Stability of carbon-supported palladium nanoparticles in alkaline media: A case study of graphitized and more amorphous supports

Abstract

The stability and degradation mechanism of graphitized (Graphene nanosheets) and more amorphous (Vulcan XC-72R) carbon-supported palladium nanoparticles was investigated. Coupling identical-location transmission electron microscopy (ILTEM) and electrochemistry enabled to correlate the distribution of the Pd nanoparticles under accelerated stress test (up to 1000cycles between 0.1 and 1.23V vs. RHE, in a 0.1M NaOH solution at 25°C) with changes in electrochemical accessible surface area (ECSA). The carbon-supported Pd nanoparticles undergo similar rates of degradation in terms of electrochemical surface areas on both supports.
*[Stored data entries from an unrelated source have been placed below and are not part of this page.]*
impl TransactionManager {
    /// Manager with the default RFC 3261 timers. `capacity` sizes the
    /// event channel (100 when `None`).
    pub fn new(
        transport: Arc<dyn Transport>,
        transport_rx: mpsc::Receiver<TransportEvent>,
        capacity: Option<usize>,
    ) -> (Self, mpsc::Receiver<TransactionEvent>) {
        Self::with_config(transport, transport_rx, capacity, TimerSettings::default())
    }

    /// Manager with timers taken from the stack configuration.
    pub fn from_stack_config(
        transport: Arc<dyn Transport>,
        transport_rx: mpsc::Receiver<TransportEvent>,
        config: &StackConfig,
    ) -> (Self, mpsc::Receiver<TransactionEvent>) {
        Self::with_config(transport, transport_rx, None, TimerSettings::from(config))
    }

    pub fn with_config(
        transport: Arc<dyn Transport>,
        transport_rx: mpsc::Receiver<TransportEvent>,
        capacity: Option<usize>,
        timer_settings: TimerSettings,
    ) -> (Self, mpsc::Receiver<TransactionEvent>) {
        let capacity = capacity.unwrap_or(DEFAULT_EVENT_CAPACITY);
        let (events_tx, internal_rx) = mpsc::channel(capacity);
        let (public_tx, public_rx) = mpsc::channel(capacity);

        let manager = Self {
            transport,
            timer_settings,
            transactions: Arc::new(DashMap::new()),
            events_tx,
            tasks: Arc::new(Mutex::new(Vec::new())),
        };

        let forwarder = tokio::spawn(forward_events(manager.transactions.clone(), internal_rx, public_tx));
        let receiver = tokio::spawn(manager.clone().message_loop(transport_rx));
        manager.tasks.lock().extend([forwarder, receiver]);

        info!(
            reliable = manager.transport.is_reliable(),
            t1 = ?manager.timer_settings.t1,
            "Transaction manager started"
        );
        (manager, public_rx)
    }

    pub fn transport(&self) -> Arc<dyn Transport> {
        self.transport.clone()
    }

    pub fn timer_settings(&self) -> &TimerSettings {
        &self.timer_settings
    }

    /// Create a client transaction for `request`, to be sent to
    /// `destination` by [`send_request`](Self::send_request).
    ///
    /// The request must carry a Via with a branch. ACK never starts a
    /// transaction: use [`send_ack`](Self::send_ack) for a 2xx ACK.
    pub async fn create_client_transaction(
        &self,
        request: Request,
        destination: SocketAddr,
    ) -> Result<TransactionKey> {
        if request.method == Method::Ack {
            return Err(Error::InvalidRequest("ACK does not start a client transaction".to_string()));
        }
        let key = TransactionKey::for_client_request(&request)
            .ok_or_else(|| Error::InvalidRequest("request has no Via branch".to_string()))?;
        let kind = TransactionKind::for_method(&request.method, false);

        match self.transactions.entry(key.clone()) {
            Entry::Occupied(_) => Err(Error::TransactionExists(key)),
            Entry::Vacant(slot) => {
                debug!(id = %key, destination = %destination, "Created client transaction");
                slot.insert(self.start_transaction(key.clone(), kind, request, destination));
                Ok(key)
            }
        }
    }

    /// Send the request of a client transaction created by
    /// [`create_client_transaction`](Self::create_client_transaction).
    pub async fn send_request(&self, key: &TransactionKey) -> Result<()> {
        let handle = self.handle(key)?;
        let kind = handle.data.kind;
        let next = match kind {
            TransactionKind::InviteClient => TransactionState::Calling,
            TransactionKind::NonInviteClient => TransactionState::Trying,
            _ => {
                return Err(Error::InvalidRequest(format!("{} is a server transaction", key)));
            }
        };
        let current = handle.data.state.get();
        if current != TransactionState::Initial {
            return Err(Error::InvalidStateTransition {
                kind,
                from: current,
                to: next,
            });
        }
        command(&handle, InternalTransactionCommand::TransitionTo(next)).await
    }

    /// Send `response` through the server transaction `key`.
    ///
    /// Sending on a transaction that does not exist (never did, or already
    /// terminated) is a protocol violation. So is a response the
    /// transaction's state does not allow; that one is reported as an
    /// [`TransactionEvent::Error`] by the transaction itself.
    pub async fn send_response(&self, key: &TransactionKey, response: Response) -> Result<()> {
        let handle = self
            .transactions
            .get(key)
            .map(|entry| entry.value().clone())
            .ok_or_else(|| Error::ProtocolViolation(format!("no server transaction {} to respond on", key)))?;
        if !handle.data.kind.is_server() {
            return Err(Error::InvalidRequest(format!("{} is a client transaction", key)));
        }
        if handle.data.state.get().is_terminated() {
            return Err(Error::ProtocolViolation(format!("transaction {} has terminated", key)));
        }
        trace!(id = %key, status = %response.status(), "Sending response");
        command(&handle, InternalTransactionCommand::ProcessMessage(Message::Response(response))).await
    }

    /// Hand the ACK for a 2xx to the INVITE client transaction that
    /// received the 2xx. The transaction sends it and resends it for every
    /// 2xx retransmission.
    pub async fn send_ack(&self, key: &TransactionKey, ack: Request) -> Result<()> {
        if ack.method != Method::Ack {
            return Err(Error::InvalidRequest(format!("expected ACK, got {}", ack.method)));
        }
        let handle = self.handle(key)?;
        if handle.data.kind != TransactionKind::InviteClient {
            return Err(Error::InvalidRequest(format!("{} is not an INVITE client transaction", key)));
        }
        command(&handle, InternalTransactionCommand::ProcessMessage(Message::Request(ack))).await
    }

    /// Force a transaction to Terminated.
    pub async fn terminate(&self, key: &TransactionKey) -> Result<()> {
        let handle = self.handle(key)?;
        command(&handle, InternalTransactionCommand::Terminate).await
    }

    pub fn state(&self, key: &TransactionKey) -> Result<TransactionState> {
        Ok(self.handle(key)?.data.state.get())
    }

    pub fn kind(&self, key: &TransactionKey) -> Result<TransactionKind> {
        Ok(self.handle(key)?.data.kind)
    }

    /// The request that created the transaction.
    pub fn original_request(&self, key: &TransactionKey) -> Result<Request> {
        Ok(self.handle(key)?.data.request())
    }

    /// Last response sent (server) or received (client).
    pub fn last_response(&self, key: &TransactionKey) -> Result<Option<Response>> {
        Ok(self.handle(key)?.data.last_response())
    }

    /// Where the transaction sends: the request destination for client
    /// transactions, the request source for server transactions.
    pub fn remote_addr(&self, key: &TransactionKey) -> Result<SocketAddr> {
        Ok(self.handle(key)?.data.remote_addr)
    }

    pub fn transaction_exists(&self, key: &TransactionKey) -> bool {
        self.transactions.contains_key(key)
    }

    pub fn active_transactions(&self) -> Vec<TransactionKey> {
        self.transactions.iter().map(|entry| entry.key().clone()).collect()
    }

    pub fn transaction_count(&self) -> usize {
        self.transactions.len()
    }

    /// Stop the message loop and every transaction. Pending timers die
    /// with their transactions.
    pub async fn shutdown(&self) {
        let keys = self.active_transactions();
        for key in keys {
            if let Some((_, handle)) = self.transactions.remove(&key) {
                handle.task.abort();
            }
        }
        for task in self.tasks.lock().drain(..) {
            task.abort();
        }
        info!("Transaction manager stopped");
    }

    fn handle(&self, key: &TransactionKey) -> Result<Arc<TransactionHandle>> {
        self.transactions
            .get(key)
            .map(|entry| entry.value().clone())
            .ok_or_else(|| Error::TransactionNotFound(key.clone()))
    }

    fn start_transaction(
        &self,
        key: TransactionKey,
        kind: TransactionKind,
        request: Request,
        remote_addr: SocketAddr,
    ) -> Arc<TransactionHandle> {
        let (cmd_tx, cmd_rx) = mpsc::channel(COMMAND_CAPACITY);
        let data = Arc::new(TransactionData::new(
            key,
            kind,
            request,
            remote_addr,
            self.transport.clone(),
            self.events_tx.clone(),
            cmd_tx,
            self.timer_settings.clone(),
        ));
        let task = spawn_transaction_loop(data.clone(), cmd_rx);
        Arc::new(TransactionHandle { data, task })
    }

    async fn message_loop(self, mut transport_rx: mpsc::Receiver<TransportEvent>) {
        while let Some(event) = transport_rx.recv().await {
            match event {
                TransportEvent::MessageReceived { message, source, .. } => match message {
                    Message::Request(request) => self.handle_request(request, source).await,
                    Message::Response(response) => self.handle_response(response, source).await,
                },
                TransportEvent::ConnectionClosed { remote, reason } => {
                    debug!(remote = %remote, reason = %reason, "Connection closed");
                }
                TransportEvent::Error { error } => {
                    warn!(error = %error, "Transport reported an error");
                    let _ = self
                        .events_tx
                        .send(TransactionEvent::Error {
                            transaction_id: None,
                            error,
                        })
                        .await;
                }
                TransportEvent::Closed => {
                    info!("Transport closed, stopping message loop");
                    break;
                }
            }
        }
    }

    async fn handle_request(&self, request: Request, source: SocketAddr) {
        let Some(key) = TransactionKey::from_request(&request) else {
            warn!(method = %request.method, source = %source, "Dropping request without a Via branch");
            return;
        };

        if let Some(handle) = self.transactions.get(&key).map(|entry| entry.value().clone()) {
            trace!(id = %key, "Request matched existing transaction");
            dispatch(&handle, Message::Request(request)).await;
            return;
        }

        if request.method == Method::Ack {
            match self.find_invite_for_ack(&request) {
                Some(handle) => dispatch(&handle, Message::Request(request)).await,
                None => {
                    debug!(source = %source, call_id = ?request.call_id(), "ACK matches no transaction");
                    let _ = self.events_tx.send(TransactionEvent::StrayRequest { request, source }).await;
                }
            }
            return;
        }

        let kind = TransactionKind::for_method(&request.method, true);
        let existing = match self.transactions.entry(key.clone()) {
            Entry::Occupied(entry) => Some(entry.get().clone()),
            Entry::Vacant(slot) => {
                debug!(id = %key, source = %source, "New server transaction");
                slot.insert(self.start_transaction(key.clone(), kind, request.clone(), source));
                None
            }
        };

        match existing {
            Some(handle) => dispatch(&handle, Message::Request(request)).await,
            None => {
                let _ = self
                    .events_tx
                    .send(TransactionEvent::NewRequest {
                        transaction_id: key,
                        request,
                        source,
                    })
                    .await;
            }
        }
    }

    async fn handle_response(&self, response: Response, source: SocketAddr) {
        let handle = TransactionKey::from_response(&response)
            .and_then(|key| self.transactions.get(&key).map(|entry| entry.value().clone()));

        match handle {
            Some(handle) => dispatch(&handle, Message::Response(response)).await,
            None => {
                debug!(
                    status = %response.status(),
                    branch = ?response.top_via().and_then(|v| v.branch()),
                    source = %source,
                    "Dropping stray response"
                );
                let _ = self.events_tx.send(TransactionEvent::StrayResponse { response, source }).await;
            }
        }
    }

    /// The Accepted INVITE server transaction a 2xx ACK belongs to.
    fn find_invite_for_ack(&self, ack: &Request) -> Option<Arc<TransactionHandle>> {
        self.transactions
            .iter()
            .find(|entry| {
                let data = &entry.value().data;
                data.kind == TransactionKind::InviteServer
                    && data.state.get() == TransactionState::Accepted
                    && is_ack_for(&data.request.lock(), ack)
            })
            .map(|entry| entry.value().clone())
    }
}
However, their mechanisms of degradation differ: on amorphous carbon, the primary mode of degradation is Pd nanoparticles detachment (and minor agglomeration), whereas on graphitized supports it is more likely their coalescence and dissolution/redeposition. “Bulk” carbon-corrosion is negligible in both cases, as proven by ex situ Raman spectroscopy. So, using a graphitized carbon support (Graphene nanosheets) versus a more amorphous one (Vulcan XC-72R) does not enable to significantly depreciate the Pd/C catalyst degradation in alkaline media.